Wherever the word "then" occurs in the lines below, copy the whole line.

### EXERCISE DATA ###

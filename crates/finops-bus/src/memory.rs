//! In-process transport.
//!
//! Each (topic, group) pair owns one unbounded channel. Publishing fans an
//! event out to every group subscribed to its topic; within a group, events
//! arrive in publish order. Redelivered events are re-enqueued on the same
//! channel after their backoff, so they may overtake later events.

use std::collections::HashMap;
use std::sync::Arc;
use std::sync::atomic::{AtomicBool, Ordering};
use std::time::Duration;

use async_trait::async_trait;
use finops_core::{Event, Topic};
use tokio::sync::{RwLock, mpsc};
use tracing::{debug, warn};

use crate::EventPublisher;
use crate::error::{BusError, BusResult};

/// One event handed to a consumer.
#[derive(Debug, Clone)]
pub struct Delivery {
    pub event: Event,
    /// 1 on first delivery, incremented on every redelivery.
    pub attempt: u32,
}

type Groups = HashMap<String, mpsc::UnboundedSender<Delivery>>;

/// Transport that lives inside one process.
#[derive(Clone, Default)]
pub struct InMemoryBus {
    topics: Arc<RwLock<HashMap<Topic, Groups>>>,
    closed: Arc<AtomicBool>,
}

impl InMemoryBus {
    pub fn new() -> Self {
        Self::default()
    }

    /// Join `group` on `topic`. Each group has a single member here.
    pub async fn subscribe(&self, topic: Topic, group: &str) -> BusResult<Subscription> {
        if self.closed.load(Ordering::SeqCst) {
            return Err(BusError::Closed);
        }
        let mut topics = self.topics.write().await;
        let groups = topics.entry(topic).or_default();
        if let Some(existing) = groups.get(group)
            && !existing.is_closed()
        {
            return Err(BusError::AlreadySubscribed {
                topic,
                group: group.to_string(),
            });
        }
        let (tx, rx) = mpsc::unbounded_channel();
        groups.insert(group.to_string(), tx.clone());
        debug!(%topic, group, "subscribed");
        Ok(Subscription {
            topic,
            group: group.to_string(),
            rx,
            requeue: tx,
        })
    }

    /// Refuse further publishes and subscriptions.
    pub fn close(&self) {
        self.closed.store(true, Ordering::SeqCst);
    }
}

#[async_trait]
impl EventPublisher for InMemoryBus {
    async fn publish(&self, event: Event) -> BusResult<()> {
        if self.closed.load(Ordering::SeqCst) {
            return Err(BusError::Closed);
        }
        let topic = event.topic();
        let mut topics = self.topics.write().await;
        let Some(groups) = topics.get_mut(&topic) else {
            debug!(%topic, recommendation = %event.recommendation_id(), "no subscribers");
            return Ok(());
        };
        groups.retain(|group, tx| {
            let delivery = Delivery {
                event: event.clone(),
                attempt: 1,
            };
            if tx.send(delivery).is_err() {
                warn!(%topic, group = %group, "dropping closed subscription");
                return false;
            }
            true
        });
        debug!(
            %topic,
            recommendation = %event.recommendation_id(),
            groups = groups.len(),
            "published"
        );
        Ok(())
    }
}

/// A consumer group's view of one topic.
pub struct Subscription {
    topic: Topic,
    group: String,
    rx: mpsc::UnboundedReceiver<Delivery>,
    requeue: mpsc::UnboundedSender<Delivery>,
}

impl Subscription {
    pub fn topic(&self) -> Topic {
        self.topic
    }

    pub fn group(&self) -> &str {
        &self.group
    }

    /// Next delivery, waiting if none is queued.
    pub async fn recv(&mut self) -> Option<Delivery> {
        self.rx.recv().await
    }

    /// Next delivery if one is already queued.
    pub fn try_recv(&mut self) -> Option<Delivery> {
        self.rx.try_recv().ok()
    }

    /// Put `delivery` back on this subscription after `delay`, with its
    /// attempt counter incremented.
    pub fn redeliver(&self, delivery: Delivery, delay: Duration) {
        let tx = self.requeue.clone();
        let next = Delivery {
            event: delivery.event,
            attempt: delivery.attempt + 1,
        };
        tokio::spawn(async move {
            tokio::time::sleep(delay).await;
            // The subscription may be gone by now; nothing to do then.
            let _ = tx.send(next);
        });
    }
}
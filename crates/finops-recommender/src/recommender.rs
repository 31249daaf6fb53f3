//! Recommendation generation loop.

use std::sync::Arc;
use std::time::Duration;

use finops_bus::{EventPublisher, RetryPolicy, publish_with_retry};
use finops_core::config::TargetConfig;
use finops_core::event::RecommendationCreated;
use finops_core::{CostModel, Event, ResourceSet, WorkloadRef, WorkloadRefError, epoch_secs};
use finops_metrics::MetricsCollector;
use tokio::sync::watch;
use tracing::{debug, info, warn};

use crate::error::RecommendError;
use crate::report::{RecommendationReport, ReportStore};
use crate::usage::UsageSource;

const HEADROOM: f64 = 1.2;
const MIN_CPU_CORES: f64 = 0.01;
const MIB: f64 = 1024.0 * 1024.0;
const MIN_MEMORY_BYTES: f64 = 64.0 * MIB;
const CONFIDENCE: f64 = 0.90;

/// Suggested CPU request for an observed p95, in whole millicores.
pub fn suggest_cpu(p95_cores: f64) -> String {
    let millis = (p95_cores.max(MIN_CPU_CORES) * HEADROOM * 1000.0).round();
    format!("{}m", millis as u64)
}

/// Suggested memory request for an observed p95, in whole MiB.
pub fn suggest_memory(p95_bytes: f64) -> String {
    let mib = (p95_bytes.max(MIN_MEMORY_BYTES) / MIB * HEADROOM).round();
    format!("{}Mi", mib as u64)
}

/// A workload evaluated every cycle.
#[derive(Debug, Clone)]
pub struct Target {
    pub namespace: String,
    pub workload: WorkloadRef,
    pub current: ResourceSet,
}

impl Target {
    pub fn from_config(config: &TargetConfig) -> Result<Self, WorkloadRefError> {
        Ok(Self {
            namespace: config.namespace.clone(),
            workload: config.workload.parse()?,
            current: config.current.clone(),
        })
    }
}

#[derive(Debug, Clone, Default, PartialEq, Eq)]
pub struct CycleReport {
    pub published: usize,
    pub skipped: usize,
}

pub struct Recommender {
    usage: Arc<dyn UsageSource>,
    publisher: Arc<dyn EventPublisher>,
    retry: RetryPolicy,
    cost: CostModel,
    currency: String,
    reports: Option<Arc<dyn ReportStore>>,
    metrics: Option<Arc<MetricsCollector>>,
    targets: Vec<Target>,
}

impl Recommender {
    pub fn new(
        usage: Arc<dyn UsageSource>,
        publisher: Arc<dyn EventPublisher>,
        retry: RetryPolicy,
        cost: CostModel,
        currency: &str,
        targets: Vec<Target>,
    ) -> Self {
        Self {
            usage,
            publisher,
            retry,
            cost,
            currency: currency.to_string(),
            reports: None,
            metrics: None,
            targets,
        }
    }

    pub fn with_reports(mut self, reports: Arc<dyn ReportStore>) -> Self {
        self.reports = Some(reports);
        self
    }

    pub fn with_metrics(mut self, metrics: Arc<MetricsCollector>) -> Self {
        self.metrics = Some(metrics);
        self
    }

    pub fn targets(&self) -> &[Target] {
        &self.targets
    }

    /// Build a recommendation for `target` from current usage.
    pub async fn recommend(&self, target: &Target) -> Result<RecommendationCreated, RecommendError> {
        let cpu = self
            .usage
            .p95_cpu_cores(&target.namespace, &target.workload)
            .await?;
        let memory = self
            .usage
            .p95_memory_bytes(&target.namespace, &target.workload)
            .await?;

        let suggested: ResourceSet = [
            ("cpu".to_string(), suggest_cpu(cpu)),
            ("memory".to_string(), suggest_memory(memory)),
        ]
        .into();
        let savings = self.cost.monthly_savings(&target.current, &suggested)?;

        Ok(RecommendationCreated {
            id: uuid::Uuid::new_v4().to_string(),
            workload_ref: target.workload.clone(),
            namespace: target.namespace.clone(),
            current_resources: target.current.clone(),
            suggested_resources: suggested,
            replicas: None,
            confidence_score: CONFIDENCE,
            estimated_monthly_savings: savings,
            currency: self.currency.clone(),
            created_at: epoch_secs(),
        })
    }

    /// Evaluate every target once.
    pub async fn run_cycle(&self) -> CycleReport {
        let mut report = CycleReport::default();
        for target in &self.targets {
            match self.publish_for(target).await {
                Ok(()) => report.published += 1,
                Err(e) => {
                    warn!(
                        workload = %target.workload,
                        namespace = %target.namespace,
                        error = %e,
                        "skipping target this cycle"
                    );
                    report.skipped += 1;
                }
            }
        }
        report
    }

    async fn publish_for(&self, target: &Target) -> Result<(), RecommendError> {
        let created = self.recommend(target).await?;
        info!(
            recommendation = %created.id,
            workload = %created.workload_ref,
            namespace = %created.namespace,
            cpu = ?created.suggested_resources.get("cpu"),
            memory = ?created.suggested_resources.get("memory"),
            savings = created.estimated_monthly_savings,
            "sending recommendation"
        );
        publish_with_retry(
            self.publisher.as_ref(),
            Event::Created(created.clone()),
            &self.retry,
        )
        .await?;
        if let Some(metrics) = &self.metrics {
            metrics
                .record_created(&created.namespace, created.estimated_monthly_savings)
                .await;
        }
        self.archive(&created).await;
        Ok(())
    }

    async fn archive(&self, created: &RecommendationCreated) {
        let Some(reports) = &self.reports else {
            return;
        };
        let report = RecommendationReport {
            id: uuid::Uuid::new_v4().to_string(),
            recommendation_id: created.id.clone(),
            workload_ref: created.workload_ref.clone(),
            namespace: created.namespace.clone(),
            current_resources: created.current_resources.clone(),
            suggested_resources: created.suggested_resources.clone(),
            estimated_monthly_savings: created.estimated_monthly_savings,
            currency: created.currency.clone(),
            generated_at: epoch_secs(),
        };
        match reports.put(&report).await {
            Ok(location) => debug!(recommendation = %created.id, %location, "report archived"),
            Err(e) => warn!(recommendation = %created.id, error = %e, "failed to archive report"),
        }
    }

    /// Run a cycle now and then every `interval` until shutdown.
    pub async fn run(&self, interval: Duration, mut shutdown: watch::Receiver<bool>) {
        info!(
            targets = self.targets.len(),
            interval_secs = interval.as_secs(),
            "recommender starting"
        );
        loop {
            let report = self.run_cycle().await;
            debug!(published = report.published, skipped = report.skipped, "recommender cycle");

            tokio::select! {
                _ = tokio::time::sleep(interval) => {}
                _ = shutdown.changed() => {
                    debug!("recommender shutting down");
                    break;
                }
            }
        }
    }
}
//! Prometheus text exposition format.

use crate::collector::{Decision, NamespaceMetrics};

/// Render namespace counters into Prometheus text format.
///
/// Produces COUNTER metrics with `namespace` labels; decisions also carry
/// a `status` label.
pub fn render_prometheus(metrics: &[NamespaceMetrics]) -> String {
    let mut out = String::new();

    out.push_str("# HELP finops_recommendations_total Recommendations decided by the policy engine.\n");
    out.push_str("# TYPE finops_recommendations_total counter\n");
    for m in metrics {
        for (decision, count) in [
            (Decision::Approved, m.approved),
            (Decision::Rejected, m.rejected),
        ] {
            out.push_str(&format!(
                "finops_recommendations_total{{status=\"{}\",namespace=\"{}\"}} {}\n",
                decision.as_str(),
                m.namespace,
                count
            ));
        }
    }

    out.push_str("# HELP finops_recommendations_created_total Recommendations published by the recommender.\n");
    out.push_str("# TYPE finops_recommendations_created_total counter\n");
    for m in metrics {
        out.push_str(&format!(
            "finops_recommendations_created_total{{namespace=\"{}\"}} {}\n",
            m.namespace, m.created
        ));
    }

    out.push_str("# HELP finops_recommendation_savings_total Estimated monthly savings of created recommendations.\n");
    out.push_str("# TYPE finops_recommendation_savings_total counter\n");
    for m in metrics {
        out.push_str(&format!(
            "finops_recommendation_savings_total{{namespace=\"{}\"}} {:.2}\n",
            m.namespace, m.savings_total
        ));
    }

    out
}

###

**RESULT**
            // The subscription may be gone by now; nothing to do then.
    /// Run a cycle now and then every `interval` until shutdown.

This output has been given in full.